Doch wie Kenner*innen der Serie wissen, werden die Probleme im Laufe der Erzählung nicht geringer und die Abhängigkeiten, in die sich Walter auf seinem Weg hineinmanövriert, in vielerlei Hinsicht sogar immer gravierender. Und genau dies ist der Grund, warum sich Breaking Bad so sehr für Menkes Beschreibung der Janusköpfigkeit der individualisierenden Befreiung eignet: Zwar befreit die Individualisierung Walter aus seiner vorigen Existenz als ohnmächtiger nobody, indem er zum kriminellen Selbstunternehmer Heisenberg wird. Doch statt Unabhängigkeit zu erlangen und aus den „leeren Wiederholungen“ (154) seines kleinbürgerlichen Lebens auszubrechen, verfängt sich Walter auf scheinbar schicksalhafte Weise immer tiefer in die wiederum serielle Form eines teuflischen Kreislaufs der Steigerung und Verwertung seiner Vermögen. Ideologiekritisch formuliert: Das Unabhängigkeitsversprechen der individualisierenden Befreiung ist nur ein Schein, denn die neoliberale Emanzipationserzählung ist nur deshalb so verheißungsvoll, weil sie unterschlägt, dass jedes Vermögen stets nur dann ein Vermögen ist, „wenn es ein Vermögen für den anderen ist – von dem ich nicht wissen kann, ob es dies für ihn ist“ (318). Walters vermeintliche Befreiung vom gesellschaftlichen Zwang verstrickt ihn umso tiefer ins Soziale, da auch seine neue (zumal prekäre da kriminelle) Verwertung seiner Vermögen äußerst relational, ungewiss und krisenhaft ist.

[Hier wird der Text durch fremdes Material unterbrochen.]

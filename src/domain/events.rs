//! Journal events recorded while a cycle executes.
//!
//! The journal is append-only. A cycle's summary can be reconstructed by
//! replaying its events in order.

use chrono::{DateTime, Utc};
use serde::{Deserialize, Serialize};
use uuid::Uuid;

/// A single entry in a cycle's journal.
#[derive(Debug, Clone, Serialize, Deserialize)]
pub struct Event {
    /// Unique identifier for this event
    pub id: Uuid,

    /// When this event occurred (ISO 8601)
    pub timestamp: DateTime<Utc>,

    /// Execution this event belongs to (a resumed cycle gets a new one)
    pub execution_id: Uuid,

    /// Name of the cycle
    pub cycle: String,

    /// Row key (if applicable)
    pub row_key: Option<String>,

    /// Type of event
    pub event_type: EventType,

    /// Decision attempt number (row events only)
    pub attempt: Option<u32>,

    /// Human-readable summary (NO row contents)
    pub summary: String,

    /// Time taken in milliseconds
    pub duration_ms: Option<u64>,

    /// Error message if failed
    pub error: Option<String>,
}

impl Event {
    /// Create a new event with the current timestamp
    pub fn new(
        execution_id: Uuid,
        cycle: impl Into<String>,
        event_type: EventType,
        summary: impl Into<String>,
    ) -> Self {
        Self {
            id: Uuid::new_v4(),
            timestamp: Utc::now(),
            execution_id,
            cycle: cycle.into(),
            row_key: None,
            event_type,
            attempt: None,
            summary: summary.into(),
            duration_ms: None,
            error: None,
        }
    }

    pub fn with_row(mut self, row_key: impl Into<String>, attempt: u32) -> Self {
        self.row_key = Some(row_key.into());
        self.attempt = Some(attempt);
        self
    }

    pub fn with_duration(mut self, duration_ms: u64) -> Self {
        self.duration_ms = Some(duration_ms);
        self
    }

    pub fn with_error(mut self, error: impl Into<String>) -> Self {
        self.error = Some(error.into());
        self
    }
}

/// Types of events that can occur during a cycle
#[derive(Debug, Clone, Copy, PartialEq, Eq, Hash, Serialize, Deserialize)]
#[serde(rename_all = "snake_case")]
pub enum EventType {
    /// Source loaded, dispatch about to begin
    CycleStarted,

    /// Aggregation finished and the result was handed off
    CycleCompleted,

    /// A fatal-cycle error aborted the cycle
    CycleFailed,

    /// A decision attempt for a row is starting
    RowStarted,

    /// A transient failure will be retried after a delay
    RowRetrying,

    /// The row's outcome was finalized as a success
    RowCompleted,

    /// The row's outcome was finalized as a permanent failure
    RowFailed,

    /// A halt condition or interrupt stopped dispatch
    HaltRequested,
}
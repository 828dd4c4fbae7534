//! Append-only cycle journal with file-based persistence.
//!
//! Events are stored as newline-delimited JSON (JSONL) so a cycle's
//! progress can be inspected with ordinary tools and replayed into a
//! [`CycleSummary`].

use std::path::{Path, PathBuf};

use anyhow::{Context, Result};
use tokio::fs::{self, File, OpenOptions};
use tokio::io::{AsyncBufReadExt, AsyncWriteExt, BufReader};
use tokio::sync::Mutex;

use crate::domain::{CycleSummary, Event, EventType};

/// File-based journal for one cycle, using JSONL format
pub struct EventStore {
    /// Directory holding every file of the cycle
    cycle_dir: PathBuf,

    /// Path to the events.jsonl file
    events_path: PathBuf,

    /// Serializes appends from concurrent workers
    write_lock: Mutex<()>,
}

impl EventStore {
    /// Create or open the journal in a cycle directory
    pub async fn open(cycle_dir: &Path) -> Result<Self> {
        fs::create_dir_all(cycle_dir)
            .await
            .with_context(|| format!("Failed to create cycle directory: {}", cycle_dir.display()))?;

        Ok(Self {
            cycle_dir: cycle_dir.to_path_buf(),
            events_path: cycle_dir.join("events.jsonl"),
            write_lock: Mutex::new(()),
        })
    }

    /// Open the journal for a named cycle under the configured runs directory
    pub async fn for_cycle(suite: &str, cycle: &str) -> Result<Self> {
        let dir = Self::cycle_directory(suite, cycle)?;
        Self::open(&dir).await
    }

    /// `<runs_dir>/<suite>/<cycle>`
    pub fn cycle_directory(suite: &str, cycle: &str) -> Result<PathBuf> {
        Ok(crate::config::runs_dir()?.join(suite).join(cycle))
    }

    pub fn events_path(&self) -> &Path {
        &self.events_path
    }

    pub fn cycle_dir(&self) -> &Path {
        &self.cycle_dir
    }

    /// Append an event to the log
    pub async fn append(&self, event: &Event) -> Result<()> {
        let json = serde_json::to_string(event).context("Failed to serialize event")?;

        let _guard = self.write_lock.lock().await;
        let mut file = OpenOptions::new()
            .create(true)
            .append(true)
            .open(&self.events_path)
            .await
            .with_context(|| {
                format!(
                    "Failed to open events file: {}",
                    self.events_path.display()
                )
            })?;

        file.write_all(format!("{}\n", json).as_bytes())
            .await
            .context("Failed to write event")?;
        file.flush().await.context("Failed to flush event")?;

        Ok(())
    }

    /// Replay all events in order
    pub async fn replay(&self) -> Result<Vec<Event>> {
        if !self.events_path.exists() {
            return Ok(Vec::new());
        }

        let file = File::open(&self.events_path)
            .await
            .with_context(|| format!("Failed to open events file: {}", self.events_path.display()))?;

        let reader = BufReader::new(file);
        let mut lines = reader.lines();
        let mut events = Vec::new();

        while let Some(line) = lines.next_line().await? {
            if line.trim().is_empty() {
                continue;
            }
            let event: Event = serde_json::from_str(&line)
                .with_context(|| format!("Failed to parse event: {}", line))?;
            events.push(event);
        }

        Ok(events)
    }

    /// Reconstruct the cycle's summary; `None` if it never started
    pub async fn summary(&self) -> Result<Option<CycleSummary>> {
        let events = self.replay().await?;
        Ok(CycleSummary::from_events(&events))
    }

    /// Get the last event of a specific type
    pub async fn last_event_of_type(&self, event_type: EventType) -> Result<Option<Event>> {
        let events = self.replay().await?;
        Ok(events.into_iter().rev().find(|e| e.event_type == event_type))
    }

    /// Remove the journal file. Used by an explicit reset.
    pub async fn clear(&self) -> Result<()> {
        let _guard = self.write_lock.lock().await;
        match fs::remove_file(&self.events_path).await {
            Ok(()) => Ok(()),
            Err(e) if e.kind() == std::io::ErrorKind::NotFound => Ok(()),
            Err(e) => Err(e).with_context(|| {
                format!("Failed to remove events file: {}", self.events_path.display())
            }),
        }
    }

    /// List cycle names recorded for a suite
    pub async fn list_cycles(suite: &str) -> Result<Vec<String>> {
        let suite_dir = crate::config::runs_dir()?.join(suite);

        if !suite_dir.exists() {
            return Ok(Vec::new());
        }

        let mut cycles = Vec::new();
        let mut entries = fs::read_dir(&suite_dir).await?;

        while let Some(entry) = entries.next_entry().await? {
            if entry.file_type().await?.is_dir() {
                if let Some(name) = entry.file_name().to_str() {
                    cycles.push(name.to_string());
                }
            }
        }

        cycles.sort();
        Ok(cycles)
    }
}
//! Registry of artifacts produced during one cycle's act phase.
//!
//! Lookups go by id, alias or type. A lookup that matches more than one
//! artifact is an error; the store never picks a candidate for the caller.

use thiserror::Error;

use crate::domain::{Artifact, ArtifactReference, SecurityLevel};

#[derive(Debug, Clone, PartialEq, Error)]
pub enum ArtifactError {
    #[error("No artifact matches '{0}'")]
    NotFound(String),

    #[error("Ambiguous artifact reference '{reference}': matches {}", candidates.join(", "))]
    Ambiguous {
        reference: String,
        candidates: Vec<String>,
    },

    #[error("Artifact '{0}' is already registered")]
    DuplicateId(String),

    #[error("Sink '{0}' is declared more than once")]
    DuplicateSink(String),

    #[error("Sink '{sink}' consumes '{reference}', which no sink produces")]
    Unresolved { sink: String, reference: String },

    #[error("Sink dependency cycle among: {}", sinks.join(", "))]
    Cycle { sinks: Vec<String> },

    #[error("Security violation in sink '{sink}': {subject} is {declared} but must be at least {required}")]
    SecurityViolation {
        sink: String,
        subject: String,
        declared: SecurityLevel,
        required: SecurityLevel,
    },

    #[error("Sink '{sink}' produced undeclared artifact '{name}'")]
    Undeclared { sink: String, name: String },

    #[error("Sink '{sink}' did not produce declared artifact '{name}'")]
    MissingOutput { sink: String, name: String },

    #[error("Sink '{sink}' failed: {message}")]
    SinkFailed { sink: String, message: String },
}

/// Artifacts of one act phase, in registration order
#[derive(Debug, Default)]
pub struct ArtifactStore {
    artifacts: Vec<Artifact>,
}

impl ArtifactStore {
    pub fn new() -> Self {
        Self::default()
    }

    /// Add an artifact. Ids are unique within the store.
    pub fn register(&mut self, artifact: Artifact) -> Result<(), ArtifactError> {
        if self.get(&artifact.id).is_some() {
            return Err(ArtifactError::DuplicateId(artifact.id));
        }
        self.artifacts.push(artifact);
        Ok(())
    }

    pub fn get(&self, id: &str) -> Option<&Artifact> {
        self.artifacts.iter().find(|a| a.id == id)
    }

    /// Find exactly one artifact for a reference
    pub fn resolve(&self, reference: &ArtifactReference) -> Result<&Artifact, ArtifactError> {
        let mut matches = self.artifacts.iter().filter(|a| a.matches(reference));

        let first = matches
            .next()
            .ok_or_else(|| ArtifactError::NotFound(reference.to_string()))?;

        let rest: Vec<&Artifact> = matches.collect();
        if rest.is_empty() {
            return Ok(first);
        }

        let candidates = std::iter::once(first)
            .chain(rest)
            .map(|a| a.id.clone())
            .collect();
        Err(ArtifactError::Ambiguous {
            reference: reference.to_string(),
            candidates,
        })
    }

    pub fn artifacts(&self) -> &[Artifact] {
        &self.artifacts
    }

    pub fn len(&self) -> usize {
        self.artifacts.len()
    }

    pub fn is_empty(&self) -> bool {
        self.artifacts.is_empty()
    }

    pub fn into_artifacts(self) -> Vec<Artifact> {
        self.artifacts
    }
}
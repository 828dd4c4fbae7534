//! Artifacts produced and consumed by output sinks.
//!
//! An artifact is identified as `<sink>.<name>`; it may additionally be
//! addressed by an alias or by its type.

use std::fmt;
use std::str::FromStr;

use chrono::{DateTime, Utc};
use serde::{Deserialize, Serialize};
use serde_json::Value;

/// Classification of data. Ordered from least to most sensitive.
#[derive(
    Debug, Clone, Copy, Default, PartialEq, Eq, PartialOrd, Ord, Hash, Serialize, Deserialize,
)]
#[serde(rename_all = "snake_case")]
pub enum SecurityLevel {
    #[default]
    Public,
    Internal,
    Confidential,
    Restricted,
    Secret,
}

impl fmt::Display for SecurityLevel {
    fn fmt(&self, f: &mut fmt::Formatter<'_>) -> fmt::Result {
        let name = match self {
            Self::Public => "public",
            Self::Internal => "internal",
            Self::Confidential => "confidential",
            Self::Restricted => "restricted",
            Self::Secret => "secret",
        };
        f.write_str(name)
    }
}

/// What a sink offers to other sinks
#[derive(Debug, Clone, PartialEq, Eq, Serialize, Deserialize)]
pub struct ArtifactDeclaration {
    /// Name, unique within the producing sink
    pub name: String,

    /// Free-form type tag (e.g. "json", "jsonl", "manifest")
    #[serde(rename = "type")]
    pub artifact_type: String,

    #[serde(default, skip_serializing_if = "Option::is_none")]
    pub alias: Option<String>,

    /// Level of the data the artifact carries; defaults to the sink's own level
    #[serde(default, skip_serializing_if = "Option::is_none")]
    pub security_level: Option<SecurityLevel>,
}

impl ArtifactDeclaration {
    pub fn new(name: impl Into<String>, artifact_type: impl Into<String>) -> Self {
        Self {
            name: name.into(),
            artifact_type: artifact_type.into(),
            alias: None,
            security_level: None,
        }
    }

    pub fn with_alias(mut self, alias: impl Into<String>) -> Self {
        self.alias = Some(alias.into());
        self
    }

    pub fn with_security_level(mut self, level: SecurityLevel) -> Self {
        self.security_level = Some(level);
        self
    }
}

/// How a sink names an artifact it needs
#[derive(Debug, Clone, PartialEq, Eq, Hash, Serialize, Deserialize)]
#[serde(rename_all = "snake_case")]
pub enum ArtifactReference {
    /// Exact `<sink>.<name>` identifier
    Id(String),
    Alias(String),
    Type(String),
}

impl fmt::Display for ArtifactReference {
    fn fmt(&self, f: &mut fmt::Formatter<'_>) -> fmt::Result {
        match self {
            Self::Id(id) => write!(f, "{}", id),
            Self::Alias(alias) => write!(f, "@{}", alias),
            Self::Type(t) => write!(f, "type:{}", t),
        }
    }
}

impl FromStr for ArtifactReference {
    type Err = String;

    /// Parses `@alias`, `type:<type>` or a bare `<sink>.<name>` id
    fn from_str(s: &str) -> Result<Self, Self::Err> {
        let s = s.trim();
        if let Some(alias) = s.strip_prefix('@') {
            if alias.is_empty() {
                return Err("empty alias reference".to_string());
            }
            return Ok(Self::Alias(alias.to_string()));
        }
        if let Some(t) = s.strip_prefix("type:") {
            if t.is_empty() {
                return Err("empty type reference".to_string());
            }
            return Ok(Self::Type(t.to_string()));
        }
        if s.is_empty() {
            return Err("empty artifact reference".to_string());
        }
        Ok(Self::Id(s.to_string()))
    }
}

/// A concrete artifact produced during the act phase
#[derive(Debug, Clone, PartialEq, Serialize, Deserialize)]
pub struct Artifact {
    /// `<sink>.<name>`
    pub id: String,

    #[serde(rename = "type")]
    pub artifact_type: String,

    #[serde(default, skip_serializing_if = "Option::is_none")]
    pub alias: Option<String>,

    pub security_level: SecurityLevel,

    /// Name of the sink that produced it
    pub produced_by: String,

    /// Content or a descriptor (e.g. path and digest) of the written output
    pub payload: Value,

    pub created_at: DateTime<Utc>,
}

impl Artifact {
    pub fn id_for(sink: &str, name: &str) -> String {
        format!("{}.{}", sink, name)
    }

    /// Whether this artifact answers the given reference
    pub fn matches(&self, reference: &ArtifactReference) -> bool {
        match reference {
            ArtifactReference::Id(id) => &self.id == id,
            ArtifactReference::Alias(alias) => self.alias.as_deref() == Some(alias.as_str()),
            ArtifactReference::Type(t) => &self.artifact_type == t,
        }
    }
}

#[cfg(test)]
mod tests {
    use super::*;

    #[test]
    fn test_security_level_ordering() {
        assert!(SecurityLevel::Public < SecurityLevel::Internal);
        assert!(SecurityLevel::Confidential < SecurityLevel::Secret);
        assert_eq!(SecurityLevel::default(), SecurityLevel::Public);
    }

    #[test]
    fn test_reference_parsing() {
        assert_eq!(
            "@scores".parse::<ArtifactReference>().unwrap(),
            ArtifactReference::Alias("scores".into())
        );
        assert_eq!(
            "type:jsonl".parse::<ArtifactReference>().unwrap(),
            ArtifactReference::Type("jsonl".into())
        );
        assert_eq!(
            "results.outcomes".parse::<ArtifactReference>().unwrap(),
            ArtifactReference::Id("results.outcomes".into())
        );
        assert!("@".parse::<ArtifactReference>().is_err());
    }

    #[test]
    fn test_reference_yaml_form() {
        let r: ArtifactReference = serde_yaml::from_str("alias: scores").unwrap();
        assert_eq!(r, ArtifactReference::Alias("scores".into()));
    }
}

Somit inszeniert die Erzählung von Breaking Bad die Erfahrung eines sich selbst unterwandernden Befreiungsversuchs. Indem das Subjekt der individualisierenden Befreiung versucht, sich aus seiner gesellschaftlichen Abhängigkeit zu emanzipieren, steigert sich seine Angewiesenheit auf ein soziales Geflecht, das seine Vermögen anerkennt. Die Fixierung auf Selbststeigerung und Vitalität führt zu einem Selbst, das „keine Macht über die Serie seiner Handlungen [hat]. Es erleidet sie, passiv.“ (502) Der vermeintliche Auszug aus den sozialen Zwängen und Abhängigkeiten führt das ökonomische Individuum in eine andere, tiefere Unterwerfung hinein. Das Individuum wird zu einer bloß ökonomischen Existenz verdammt, „in der es äußerlich, entfremdet, ohnmächtig ist“ (504 f.). Das reflexive Defizit dieses Selbst liegt in der Naturalisierung der ökonomischen Individualität: Diese Naturalisierung „bringt eine Existenz hervor, die sich – also: ihre Sozialität – nicht begreifen kann“ (505). Die Scheinselbständigkeit des autonomen Individuums wird durch eine ewige Wiederkehr des Sozialen entblößt.

Hierin verweist die Unwahrheit der individualisierenden Befreiung auf ihren Gegenpol – die singularisierenden Befreiung. Denn die Wahrheit der religiösen Befreiung lautet ja gerade, dass die Befreiung „nicht durch eigene Entscheidung und aus eigenem Vermögen geschehen kann; denn sie ist die Befreiung vom Eigenen, von der Identität der Gewohnheit“ (420). Die religiöse Befreiung hat diese Erkenntnis in sich aufgehoben, denn sie ist nicht die Befreiung vom Außen, sondern die Befreiung durch das Außen. Anders als die ökonomische Logik, die die Steigerung des Selbst ins Zentrum (und ans Ende) aller Bemühungen des Individuums stellt, ist die Grunderfahrung der religiösen Befreiung die faszinierende Erfahrung der „Nichtigkeit des Könnens, die Erfahrung des Nichtkönnens oder Unvermögens“ (413).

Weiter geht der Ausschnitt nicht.